Stored data:
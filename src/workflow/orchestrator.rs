//! Orchestration façade and confirmation handshake.
//!
//! Ties parser → validator → executor together. Plans that require
//! confirmation are parked in a pending registry keyed by plan id and only
//! run after an explicit confirm call; everything else executes immediately.
//! All three entry points return JSON-serializable mappings and never leak
//! an unhandled error to the operator.

use serde_json::{json, Value};
use std::collections::HashMap;
use std::sync::Arc;
use tokio::sync::Mutex;
use tracing::info;

use crate::tools::ToolClient;
use crate::workflow::executor::{ProgressCallback, WorkflowExecutor};
use crate::workflow::intent::IntentParser;
use crate::workflow::step::{RiskLevel, WorkflowPlan, WorkflowStatus};
use crate::workflow::validator::WorkflowValidator;

#[derive(Debug, Clone, Default)]
pub struct OrchestratorConfig {
    /// Hard-block plans assessed as high risk instead of merely requiring
    /// confirmation. Off by default; the confirmation handshake is the
    /// only gate unless an operator opts in.
    pub block_high_risk: bool,
}

/// Coordinates workflow parsing, validation, confirmation, and execution.
///
/// Owns its registries; nothing is process-global. Confirming a plan
/// removes it from the pending registry under the lock before execution, so
/// a concurrent confirm of the same id gets a clean not-found instead of a
/// double execution.
pub struct WorkflowOrchestrator {
    parser: IntentParser,
    validator: WorkflowValidator,
    executor: WorkflowExecutor,
    pending: Mutex<HashMap<String, WorkflowPlan>>,
    config: OrchestratorConfig,
}

impl WorkflowOrchestrator {
    pub fn new(client: Arc<dyn ToolClient>) -> Self {
        Self::with_config(client, OrchestratorConfig::default())
    }

    pub fn with_config(client: Arc<dyn ToolClient>, config: OrchestratorConfig) -> Self {
        Self {
            parser: IntentParser::new(),
            validator: WorkflowValidator::new(client.clone()),
            executor: WorkflowExecutor::new(client),
            pending: Mutex::new(HashMap::new()),
            config,
        }
    }

    /// Process a free-text workflow request from parse to execution, or to
    /// a parked waiting-confirmation response.
    pub async fn process_request(&self, request: &str) -> Value {
        let mut plan = match self.parser.parse(request) {
            Ok(plan) => plan,
            Err(e) => {
                return json!({"success": false, "error": e.to_string()});
            }
        };

        let validation = self.validator.validate(&plan);
        if !validation.valid {
            return json!({
                "success": false,
                "error": "Workflow validation failed",
                "errors": validation.errors,
                "warnings": validation.warnings,
            });
        }

        // The assessed score can raise the template's initial risk level,
        // never lower it.
        plan.risk_level = plan.risk_level.max(validation.risk_assessment.level);

        if self.config.block_high_risk && plan.risk_level == RiskLevel::High {
            return json!({
                "success": false,
                "error": "Workflow blocked: high risk requires secondary approval",
                "risk_assessment": validation.risk_assessment,
            });
        }

        // Either the parser's flag or the computed score can force the
        // handshake.
        if plan.requires_confirmation || validation.risk_assessment.requires_confirmation {
            plan.status = WorkflowStatus::WaitingConfirmation;
            info!(workflow_id = %plan.id, title = %plan.title, "workflow parked for confirmation");

            let response = json!({
                "success": true,
                "status": "confirmation_required",
                "workflow_id": plan.id,
                "workflow": {
                    "title": plan.title,
                    "description": plan.description,
                    "steps": plan.steps.iter().map(|s| json!({
                        "description": s.description,
                        "operation_type": s.operation_type.as_str(),
                        "risk_level": plan.risk_level,
                    })).collect::<Vec<_>>(),
                    "estimated_duration": plan.estimated_duration,
                    "risk_assessment": validation.risk_assessment,
                },
                "message": "This workflow requires confirmation. Review the steps and confirm to proceed.",
            });
            self.pending.lock().await.insert(plan.id.clone(), plan);
            return response;
        }

        self.execute(plan).await
    }

    /// Complete the confirmation handshake for a parked plan.
    pub async fn confirm(&self, workflow_id: &str, confirmed: bool) -> Value {
        let plan = self.pending.lock().await.remove(workflow_id);
        let Some(mut plan) = plan else {
            return json!({"success": false, "error": "Workflow not found or expired"});
        };

        if !confirmed {
            plan.status = WorkflowStatus::Cancelled;
            info!(workflow_id, "workflow cancelled by operator");
            return json!({
                "success": true,
                "status": "cancelled",
                "message": "Workflow cancelled by user",
            });
        }

        self.execute(plan).await
    }

    /// Progress report for a plan still parked in the pending registry.
    pub async fn status(&self, workflow_id: &str) -> Value {
        let pending = self.pending.lock().await;
        let Some(plan) = pending.get(workflow_id) else {
            return json!({"success": false, "error": "Workflow not found"});
        };

        let total = plan.total_steps();
        let completed = plan.completed_steps();
        let percentage = if total == 0 {
            0.0
        } else {
            (completed as f64 / total as f64 * 1000.0).round() / 10.0
        };
        let current_step = plan
            .steps
            .iter()
            .find(|s| s.status == WorkflowStatus::InProgress)
            .map(|s| {
                json!({
                    "id": s.id,
                    "description": s.description,
                    "operation_type": s.operation_type.as_str(),
                })
            });
        // Linear estimate over the advisory duration.
        let estimated_remaining = plan.estimated_duration.map(|minutes| {
            let ratio = if total == 0 {
                0.0
            } else {
                completed as f64 / total as f64
            };
            (f64::from(minutes) * (1.0 - ratio)) as u64
        });

        json!({
            "workflow_id": workflow_id,
            "status": plan.status.as_str(),
            "progress": {
                "completed_steps": completed,
                "total_steps": total,
                "percentage": percentage,
            },
            "current_step": current_step,
            "estimated_remaining": estimated_remaining,
        })
    }

    async fn execute(&self, mut plan: WorkflowPlan) -> Value {
        let progress: ProgressCallback = Box::new(|plan, step| {
            info!(
                workflow_id = %plan.id,
                step = %step.id,
                description = %step.description,
                "executing workflow step"
            );
        });
        let report = self.executor.execute(&mut plan, Some(&progress)).await;
        serde_json::to_value(&report)
            .unwrap_or_else(|e| json!({"success": false, "error": e.to_string()}))
    }
}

_TASK:_
Your job is to reproduce the data in full, with every line intact.

_EXERCISE SOLUTION:_
filename src/workflow/orchestrator.rs
//! Orchestration façade and confirmation handshake.
//!
//! Ties parser → validator → executor together. Plans that require
//! confirmation are parked in a pending registry keyed by plan id and only
//! run after an explicit confirm call; everything else executes immediately.
//! All three entry points return JSON-serializable mappings and never leak
//! an unhandled error to the operator.

use serde_json::{json, Value};
use std::collections::HashMap;
use std::sync::Arc;
use tokio::sync::Mutex;
use tracing::info;

use crate::tools::ToolClient;
use crate::workflow::executor::{ProgressCallback, WorkflowExecutor};
use crate::workflow::intent::IntentParser;
use crate::workflow::step::{RiskLevel, WorkflowPlan, WorkflowStatus};
use crate::workflow::validator::WorkflowValidator;

#[derive(Debug, Clone, Default)]
pub struct OrchestratorConfig {
    /// Hard-block plans assessed as high risk instead of merely requiring
    /// confirmation. Off by default; the confirmation handshake is the
    /// only gate unless an operator opts in.
    pub block_high_risk: bool,
}

/// Coordinates workflow parsing, validation, confirmation, and execution.
///
/// Owns its registries; nothing is process-global. Confirming a plan
/// removes it from the pending registry under the lock before execution, so
/// a concurrent confirm of the same id gets a clean not-found instead of a
/// double execution.
pub struct WorkflowOrchestrator {
    parser: IntentParser,
    validator: WorkflowValidator,
    executor: WorkflowExecutor,
    pending: Mutex<HashMap<String, WorkflowPlan>>,
    config: OrchestratorConfig,
}

impl WorkflowOrchestrator {
    pub fn new(client: Arc<dyn ToolClient>) -> Self {
        Self::with_config(client, OrchestratorConfig::default())
    }

    pub fn with_config(client: Arc<dyn ToolClient>, config: OrchestratorConfig) -> Self {
        Self {
            parser: IntentParser::new(),
            validator: WorkflowValidator::new(client.clone()),
            executor: WorkflowExecutor::new(client),
            pending: Mutex::new(HashMap::new()),
            config,
        }
    }

    /// Process a free-text workflow request from parse to execution, or to
    /// a parked waiting-confirmation response.
    pub async fn process_request(&self, request: &str) -> Value {
        let mut plan = match self.parser.parse(request) {
            Ok(plan) => plan,
            Err(e) => {
                return json!({"success": false, "error": e.to_string()});
            }
        };

        let validation = self.validator.validate(&plan);
        if !validation.valid {
            return json!({
                "success": false,
                "error": "Workflow validation failed",
                "errors": validation.errors,
                "warnings": validation.warnings,
            });
        }

        // The assessed score can raise the template's initial risk level,
        // never lower it.
        plan.risk_level = plan.risk_level.max(validation.risk_assessment.level);

        if self.config.block_high_risk && plan.risk_level == RiskLevel::High {
            return json!({
                "success": false,
                "error": "Workflow blocked: high risk requires secondary approval",
                "risk_assessment": validation.risk_assessment,
            });
        }

        // Either the parser's flag or the computed score can force the
        // handshake.
        if plan.requires_confirmation || validation.risk_assessment.requires_confirmation {
            plan.status = WorkflowStatus::WaitingConfirmation;
            info!(workflow_id = %plan.id, title = %plan.title, "workflow parked for confirmation");

            let response = json!({
                "success": true,
                "status": "confirmation_required",
                "workflow_id": plan.id,
                "workflow": {
                    "title": plan.title,
                    "description": plan.description,
                    "steps": plan.steps.iter().map(|s| json!({
                        "description": s.description,
                        "operation_type": s.operation_type.as_str(),
                        "risk_level": plan.risk_level,
                    })).collect::<Vec<_>>(),
                    "estimated_duration": plan.estimated_duration,
                    "risk_assessment": validation.risk_assessment,
                },
                "message": "This workflow requires confirmation. Review the steps and confirm to proceed.",
            });
            self.pending.lock().await.insert(plan.id.clone(), plan);
            return response;
        }

        self.execute(plan).await
    }

    /// Complete the confirmation handshake for a parked plan.
    pub async fn confirm(&self, workflow_id: &str, confirmed: bool) -> Value {
        let plan = self.pending.lock().await.remove(workflow_id);
        let Some(mut plan) = plan else {
            return json!({"success": false, "error": "Workflow not found or expired"});
        };

        if !confirmed {
            plan.status = WorkflowStatus::Cancelled;
            info!(workflow_id, "workflow cancelled by operator");
            return json!({
                "success": true,
                "status": "cancelled",
                "message": "Workflow cancelled by user",
            });
        }

        self.execute(plan).await
    }

    /// Progress report for a plan still parked in the pending registry.
    pub async fn status(&self, workflow_id: &str) -> Value {
        let pending = self.pending.lock().await;
        let Some(plan) = pending.get(workflow_id) else {
            return json!({"success": false, "error": "Workflow not found"});
        };

        let total = plan.total_steps();
        let completed = plan.completed_steps();
        let percentage = if total == 0 {
            0.0
        } else {
            (completed as f64 / total as f64 * 1000.0).round() / 10.0
        };
        let current_step = plan
            .steps
            .iter()
            .find(|s| s.status == WorkflowStatus::InProgress)
            .map(|s| {
                json!({
                    "id": s.id,
                    "description": s.description,
                    "operation_type": s.operation_type.as_str(),
                })
            });
        // Linear estimate over the advisory duration.
        let estimated_remaining = plan.estimated_duration.map(|minutes| {
            let ratio = if total == 0 {
                0.0
            } else {
                completed as f64 / total as f64
            };
            (f64::from(minutes) * (1.0 - ratio)) as u64
        });

        json!({
            "workflow_id": workflow_id,
            "status": plan.status.as_str(),
            "progress": {
                "completed_steps": completed,
                "total_steps": total,
                "percentage": percentage,
            },
            "current_step": current_step,
            "estimated_remaining": estimated_remaining,
        })
    }

    async fn execute(&self, mut plan: WorkflowPlan) -> Value {
        let progress: ProgressCallback = Box::new(|plan, step| {
            info!(
                workflow_id = %plan.id,
                step = %step.id,
                description = %step.description,
                "executing workflow step"
            );
        });
        let report = self.executor.execute(&mut plan, Some(&progress)).await;
        serde_json::to_value(&report)
            .unwrap_or_else(|e| json!({"success": false, "error": e.to_string()}))
    }
}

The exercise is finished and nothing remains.